▶ _Action item_:
Where in the records does the word "routes" occur? Copy each line in which it does.

▶ _Listed entries_:
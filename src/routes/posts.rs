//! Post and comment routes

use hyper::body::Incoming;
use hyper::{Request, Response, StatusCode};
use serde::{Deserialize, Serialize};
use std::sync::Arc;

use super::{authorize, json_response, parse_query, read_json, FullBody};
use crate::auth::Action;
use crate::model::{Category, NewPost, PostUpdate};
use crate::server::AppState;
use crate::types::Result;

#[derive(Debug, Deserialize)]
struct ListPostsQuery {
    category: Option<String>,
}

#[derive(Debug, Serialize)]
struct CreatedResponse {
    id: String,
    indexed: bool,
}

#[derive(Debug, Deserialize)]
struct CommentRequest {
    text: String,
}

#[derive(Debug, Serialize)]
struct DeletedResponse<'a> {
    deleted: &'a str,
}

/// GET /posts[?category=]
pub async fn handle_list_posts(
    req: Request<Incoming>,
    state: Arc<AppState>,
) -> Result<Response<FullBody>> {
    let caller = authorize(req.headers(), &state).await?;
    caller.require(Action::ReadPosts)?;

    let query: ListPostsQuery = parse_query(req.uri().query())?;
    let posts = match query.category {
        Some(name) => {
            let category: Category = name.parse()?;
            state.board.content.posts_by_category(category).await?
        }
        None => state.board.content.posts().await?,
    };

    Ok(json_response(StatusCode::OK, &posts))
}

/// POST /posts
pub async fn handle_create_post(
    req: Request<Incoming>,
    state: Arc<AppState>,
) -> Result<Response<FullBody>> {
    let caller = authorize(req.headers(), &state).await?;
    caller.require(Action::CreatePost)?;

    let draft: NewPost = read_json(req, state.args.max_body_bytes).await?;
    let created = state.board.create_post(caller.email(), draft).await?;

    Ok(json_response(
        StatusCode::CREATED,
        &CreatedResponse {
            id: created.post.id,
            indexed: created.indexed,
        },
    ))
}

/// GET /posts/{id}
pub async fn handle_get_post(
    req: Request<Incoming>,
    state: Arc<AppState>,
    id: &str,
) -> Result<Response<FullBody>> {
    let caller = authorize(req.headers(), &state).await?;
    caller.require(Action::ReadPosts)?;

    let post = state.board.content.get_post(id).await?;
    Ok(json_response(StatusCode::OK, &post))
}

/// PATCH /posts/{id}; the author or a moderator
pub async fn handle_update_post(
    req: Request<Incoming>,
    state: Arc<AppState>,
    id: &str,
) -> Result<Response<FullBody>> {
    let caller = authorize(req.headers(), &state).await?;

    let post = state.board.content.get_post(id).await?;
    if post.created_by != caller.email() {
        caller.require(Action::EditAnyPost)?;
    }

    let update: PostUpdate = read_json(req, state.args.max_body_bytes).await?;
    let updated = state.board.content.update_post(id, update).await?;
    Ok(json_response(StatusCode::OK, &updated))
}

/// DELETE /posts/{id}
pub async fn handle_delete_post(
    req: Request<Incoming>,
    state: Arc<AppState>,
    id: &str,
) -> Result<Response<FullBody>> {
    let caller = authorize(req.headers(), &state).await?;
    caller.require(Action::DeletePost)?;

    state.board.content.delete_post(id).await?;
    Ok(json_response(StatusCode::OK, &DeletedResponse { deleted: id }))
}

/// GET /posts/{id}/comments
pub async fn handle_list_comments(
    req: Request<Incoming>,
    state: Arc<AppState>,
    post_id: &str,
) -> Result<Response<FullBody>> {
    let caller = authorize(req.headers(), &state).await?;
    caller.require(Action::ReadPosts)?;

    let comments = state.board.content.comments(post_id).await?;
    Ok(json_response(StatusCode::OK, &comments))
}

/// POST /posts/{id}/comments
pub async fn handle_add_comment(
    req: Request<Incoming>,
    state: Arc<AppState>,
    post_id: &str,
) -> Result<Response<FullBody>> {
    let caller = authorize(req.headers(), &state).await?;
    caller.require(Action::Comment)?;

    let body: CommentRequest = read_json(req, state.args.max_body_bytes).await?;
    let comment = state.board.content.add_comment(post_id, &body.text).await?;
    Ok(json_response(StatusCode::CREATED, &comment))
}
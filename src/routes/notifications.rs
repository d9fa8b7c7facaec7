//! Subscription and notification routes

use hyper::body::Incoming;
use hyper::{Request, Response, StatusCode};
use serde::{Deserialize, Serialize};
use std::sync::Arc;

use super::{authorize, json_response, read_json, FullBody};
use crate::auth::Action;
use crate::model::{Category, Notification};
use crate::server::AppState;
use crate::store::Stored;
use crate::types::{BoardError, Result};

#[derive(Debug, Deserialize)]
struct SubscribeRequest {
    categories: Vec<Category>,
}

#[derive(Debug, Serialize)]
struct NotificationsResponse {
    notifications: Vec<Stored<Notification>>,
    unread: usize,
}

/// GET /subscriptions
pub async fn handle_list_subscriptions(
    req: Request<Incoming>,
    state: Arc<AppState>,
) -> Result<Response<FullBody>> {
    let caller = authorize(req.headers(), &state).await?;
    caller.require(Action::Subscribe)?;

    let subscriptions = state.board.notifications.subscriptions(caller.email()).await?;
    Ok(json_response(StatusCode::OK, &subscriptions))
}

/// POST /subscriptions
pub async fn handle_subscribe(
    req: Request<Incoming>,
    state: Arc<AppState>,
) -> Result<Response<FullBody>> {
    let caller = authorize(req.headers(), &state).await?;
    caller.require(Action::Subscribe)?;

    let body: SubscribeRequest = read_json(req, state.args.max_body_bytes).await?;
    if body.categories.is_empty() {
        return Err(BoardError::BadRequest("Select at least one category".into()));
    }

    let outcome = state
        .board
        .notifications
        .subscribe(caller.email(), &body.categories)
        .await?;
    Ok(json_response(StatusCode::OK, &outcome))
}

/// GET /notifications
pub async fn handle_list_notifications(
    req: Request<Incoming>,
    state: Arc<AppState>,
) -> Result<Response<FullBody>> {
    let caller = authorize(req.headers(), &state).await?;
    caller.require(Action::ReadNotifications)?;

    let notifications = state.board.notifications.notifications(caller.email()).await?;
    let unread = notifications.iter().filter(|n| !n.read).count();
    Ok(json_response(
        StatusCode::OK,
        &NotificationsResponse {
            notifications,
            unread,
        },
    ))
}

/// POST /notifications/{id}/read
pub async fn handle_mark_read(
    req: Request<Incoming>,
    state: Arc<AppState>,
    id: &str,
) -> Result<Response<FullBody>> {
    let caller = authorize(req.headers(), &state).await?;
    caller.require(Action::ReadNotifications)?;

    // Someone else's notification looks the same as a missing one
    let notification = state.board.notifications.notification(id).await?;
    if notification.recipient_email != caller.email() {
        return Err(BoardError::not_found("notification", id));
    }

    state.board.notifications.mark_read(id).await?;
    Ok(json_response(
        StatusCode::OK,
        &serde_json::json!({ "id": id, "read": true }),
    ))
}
--
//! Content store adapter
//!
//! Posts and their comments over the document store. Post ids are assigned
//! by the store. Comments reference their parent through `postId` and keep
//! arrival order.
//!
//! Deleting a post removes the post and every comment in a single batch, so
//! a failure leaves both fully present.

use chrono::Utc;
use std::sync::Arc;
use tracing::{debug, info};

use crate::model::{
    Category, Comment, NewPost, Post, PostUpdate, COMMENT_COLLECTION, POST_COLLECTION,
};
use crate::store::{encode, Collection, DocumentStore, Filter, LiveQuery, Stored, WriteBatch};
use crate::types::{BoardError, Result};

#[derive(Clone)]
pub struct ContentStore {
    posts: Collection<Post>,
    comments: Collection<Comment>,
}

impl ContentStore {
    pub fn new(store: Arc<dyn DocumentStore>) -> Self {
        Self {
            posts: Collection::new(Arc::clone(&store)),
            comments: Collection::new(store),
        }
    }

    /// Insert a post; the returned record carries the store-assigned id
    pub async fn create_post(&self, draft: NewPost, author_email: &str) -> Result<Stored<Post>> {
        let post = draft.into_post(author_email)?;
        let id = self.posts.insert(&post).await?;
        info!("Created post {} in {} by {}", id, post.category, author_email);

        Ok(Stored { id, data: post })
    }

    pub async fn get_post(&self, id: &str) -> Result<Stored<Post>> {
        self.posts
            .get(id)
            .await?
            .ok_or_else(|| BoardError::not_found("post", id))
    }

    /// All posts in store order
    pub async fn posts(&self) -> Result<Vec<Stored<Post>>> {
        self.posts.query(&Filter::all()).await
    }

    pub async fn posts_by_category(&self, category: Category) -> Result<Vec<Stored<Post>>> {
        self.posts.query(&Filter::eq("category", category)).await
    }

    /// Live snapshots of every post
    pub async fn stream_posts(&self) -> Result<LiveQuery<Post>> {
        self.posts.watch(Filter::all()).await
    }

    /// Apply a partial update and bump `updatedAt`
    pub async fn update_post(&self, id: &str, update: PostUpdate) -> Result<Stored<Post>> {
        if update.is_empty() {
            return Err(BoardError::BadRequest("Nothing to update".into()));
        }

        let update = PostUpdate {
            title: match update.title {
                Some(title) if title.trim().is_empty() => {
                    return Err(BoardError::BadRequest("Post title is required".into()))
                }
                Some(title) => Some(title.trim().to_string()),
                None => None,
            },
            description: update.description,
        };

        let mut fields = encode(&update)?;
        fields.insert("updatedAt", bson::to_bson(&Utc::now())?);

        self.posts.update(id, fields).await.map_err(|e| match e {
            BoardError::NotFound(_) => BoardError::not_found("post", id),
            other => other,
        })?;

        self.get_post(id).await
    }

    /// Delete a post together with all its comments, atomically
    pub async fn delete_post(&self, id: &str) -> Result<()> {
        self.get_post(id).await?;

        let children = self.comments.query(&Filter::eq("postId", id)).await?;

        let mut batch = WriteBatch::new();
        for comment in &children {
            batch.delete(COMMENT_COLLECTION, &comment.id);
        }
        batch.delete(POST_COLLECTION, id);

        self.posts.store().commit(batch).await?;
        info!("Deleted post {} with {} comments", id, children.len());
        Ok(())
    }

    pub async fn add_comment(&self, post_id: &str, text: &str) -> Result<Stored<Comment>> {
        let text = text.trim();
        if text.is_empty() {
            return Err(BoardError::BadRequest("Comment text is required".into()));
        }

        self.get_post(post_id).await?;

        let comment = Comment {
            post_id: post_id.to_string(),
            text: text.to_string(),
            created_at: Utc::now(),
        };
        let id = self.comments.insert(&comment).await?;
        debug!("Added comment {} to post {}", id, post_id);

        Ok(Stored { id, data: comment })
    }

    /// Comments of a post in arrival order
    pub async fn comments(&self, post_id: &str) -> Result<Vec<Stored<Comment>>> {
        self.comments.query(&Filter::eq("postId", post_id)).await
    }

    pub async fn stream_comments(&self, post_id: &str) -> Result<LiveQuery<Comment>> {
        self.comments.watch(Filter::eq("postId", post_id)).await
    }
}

▶ _Written response_:
filename src/routes/posts.rs
//! Post and comment routes
filename src/routes/notifications.rs
//! Subscription and notification routes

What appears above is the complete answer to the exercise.